Introduction

Gentoo Linux is a cool flavor of GNU/Linux that is world-known as a distribution building all packages from source code. Latest version of GCC, version 4.9.0, was released few days ago and this blog tests maturity of Link-Time optimization in the GNU Compiler Collection. My post was inspired by Nikos Chantziaras who wrote similar post about 2 years ago. If you interested how to set-up LTO for a Gentoo installation, please follow this link.
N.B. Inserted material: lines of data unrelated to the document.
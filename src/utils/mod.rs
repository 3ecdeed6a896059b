pub mod time;

pub use self::time::*;

pub fn is_blank(path: &str) -> bool {
    path.trim().is_empty()
}
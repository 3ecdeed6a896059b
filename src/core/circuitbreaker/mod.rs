//!  Circuit Breaker State Machine:
//!
//!                       error percentage over threshold with enough volume
//!
//!             +-----------------------------------------------------------------------+
//!             |                                                                       |
//!             |                                                                       v
//!     +----------------+                   +----------------+  Sleep window   +----------------+
//!     |                |                   |                |<----------------|                |
//!     |                |   Probe succeed   |                |    (one probe)  |                |
//!     |     Closed     |<------------------|    HalfOpen    |                 |      Open      |
//!     |                |                   |                |   Probe failed  |                |
//!     |                |                   |                +---------------->|                |
//!     +----------------+                   +----------------+                 +----------------+
//!
//! Every transition is a single compare-and-set on the breaker state, so exactly one caller
//! wins the `Open -> HalfOpen` probe admission however many race for it.

#![allow(clippy::wrong_self_convention)]

mod breaker;

pub use breaker::*;

use crate::base::CommandKey;
use crate::stat::HealthSnapshot;
use serde::{Deserialize, Serialize};
use std::fmt;
use std::sync::{Arc, RwLock};

/// States of Circuit Breaker State Machine
#[derive(Debug, Copy, Clone, PartialEq, Eq, Hash, Serialize, Deserialize)]
pub enum State {
    Closed,
    HalfOpen,
    Open,
}

impl Default for State {
    fn default() -> State {
        State::Closed
    }
}

impl State {
    pub(crate) fn as_u8(self) -> u8 {
        match self {
            State::Closed => 0,
            State::HalfOpen => 1,
            State::Open => 2,
        }
    }

    pub(crate) fn from_u8(value: u8) -> State {
        match value {
            1 => State::HalfOpen,
            2 => State::Open,
            _ => State::Closed,
        }
    }
}

impl fmt::Display for State {
    fn fmt(&self, f: &mut fmt::Formatter<'_>) -> fmt::Result {
        let name = match self {
            State::Closed => "CLOSED",
            State::HalfOpen => "HALF_OPEN",
            State::Open => "OPEN",
        };
        write!(f, "{}", name)
    }
}

/// `StateChangeListener` listens on the circuit breaker state change event
pub trait StateChangeListener: Sync + Send {
    /// `on_transform_to_closed` is triggered when circuit breaker state transformed to Closed.
    fn on_transform_to_closed(&self, prev: State, key: CommandKey);

    /// `on_transform_to_open` is triggered when circuit breaker state transformed to Open.
    /// The "snapshot" holds the health of the rolling window when the transformation occurs,
    /// it is `None` when a half-open probe failed.
    fn on_transform_to_open(&self, prev: State, key: CommandKey, snapshot: Option<Arc<HealthSnapshot>>);

    /// `on_transform_to_half_open` is triggered when circuit breaker state transformed to HalfOpen.
    fn on_transform_to_half_open(&self, prev: State, key: CommandKey);
}

/// The listeners shared by all breakers of one registry.
pub type StateChangeListeners = Arc<RwLock<Vec<Arc<dyn StateChangeListener>>>>;

/// `Admission` is the answer of the breaker to one attempt.
#[derive(Debug, Copy, Clone, PartialEq, Eq)]
pub enum Admission {
    /// the breaker is closed, the attempt passes
    Pass,
    /// the attempt is the single half-open probe, its completion decides the next state
    Probe,
    /// the breaker is open, the attempt is short-circuited
    Deny,
}

impl Admission {
    #[inline]
    pub fn is_allowed(&self) -> bool {
        !matches!(self, Admission::Deny)
    }
}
Apart from creation of package list that cannot be built with LTO, I spent some time with investigation of problems that break compilation of these packages.

Gentoo System

My Gentoo is a QEMU KVM virtual machine utilizing my i7-4770 CPU with following run options:

qemu-kvm -cpu host,level=9 -smp cores=8 -vga std -hda vdisk.img -boot d -m 4096 -net nic,vlan=1 -net user,vlan=1 -redir tcp:2222::22

System consists of 802 packages that cover all problematic packages listed in aforementioned blog, covering both essential libraries for KDE and GNOME desktop environment. For a complete list of installed packages and corresponding versions, please follow this link. For everyone interested in my USE flags, download my make.conf.

Installation

At time of writing this post, I installed GCC from source code. I took configure options from stable Gentoo package and simply run: ./configure [options] && make && make install. After that, tell your Gentoo system about a new compiler by creation of file (/etc/env.d/gcc/x8664-pc-linux-gnu-4.9.0) in /etc/env.d/gcc. Last step is to switch default compiler by running _gcc-config command. Nevertheless, preferable way would be usage of package from Gentoo overlay.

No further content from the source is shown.